Assigned task:
Your job is to return every line of the listing holding the string "handlers".

Material for the task:
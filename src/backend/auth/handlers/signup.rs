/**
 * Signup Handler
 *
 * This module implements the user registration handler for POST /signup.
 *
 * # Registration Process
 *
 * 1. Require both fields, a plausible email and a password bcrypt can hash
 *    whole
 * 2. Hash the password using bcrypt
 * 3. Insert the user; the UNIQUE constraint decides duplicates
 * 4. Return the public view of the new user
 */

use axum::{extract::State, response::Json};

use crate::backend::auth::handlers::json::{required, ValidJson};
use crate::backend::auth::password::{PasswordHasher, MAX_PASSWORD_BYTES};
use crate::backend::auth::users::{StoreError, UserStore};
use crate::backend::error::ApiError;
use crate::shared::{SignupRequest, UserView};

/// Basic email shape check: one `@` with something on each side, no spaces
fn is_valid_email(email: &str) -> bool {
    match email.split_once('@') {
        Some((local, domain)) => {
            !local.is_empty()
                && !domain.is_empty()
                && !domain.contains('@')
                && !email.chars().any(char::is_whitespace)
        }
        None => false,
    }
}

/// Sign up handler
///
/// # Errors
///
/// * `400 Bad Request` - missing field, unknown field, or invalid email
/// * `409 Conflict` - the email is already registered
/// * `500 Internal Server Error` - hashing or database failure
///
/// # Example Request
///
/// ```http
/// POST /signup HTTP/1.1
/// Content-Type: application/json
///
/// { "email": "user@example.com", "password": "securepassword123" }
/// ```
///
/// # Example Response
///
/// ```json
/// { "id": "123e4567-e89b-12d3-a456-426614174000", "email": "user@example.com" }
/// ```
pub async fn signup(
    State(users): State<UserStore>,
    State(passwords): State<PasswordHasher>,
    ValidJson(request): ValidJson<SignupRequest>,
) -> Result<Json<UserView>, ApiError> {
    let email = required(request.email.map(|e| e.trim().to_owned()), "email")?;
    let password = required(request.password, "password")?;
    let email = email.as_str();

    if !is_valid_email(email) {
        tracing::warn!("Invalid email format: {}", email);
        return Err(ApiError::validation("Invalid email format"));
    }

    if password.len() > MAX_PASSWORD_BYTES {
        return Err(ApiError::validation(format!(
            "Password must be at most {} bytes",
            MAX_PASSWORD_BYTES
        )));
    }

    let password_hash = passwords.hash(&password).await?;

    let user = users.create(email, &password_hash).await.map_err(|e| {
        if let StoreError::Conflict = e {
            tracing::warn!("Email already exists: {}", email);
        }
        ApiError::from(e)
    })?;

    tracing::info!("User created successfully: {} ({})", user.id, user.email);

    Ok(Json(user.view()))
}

Task response:
filename src/backend/auth/handlers/signup.rs
use crate::backend::auth::handlers::json::{required, ValidJson};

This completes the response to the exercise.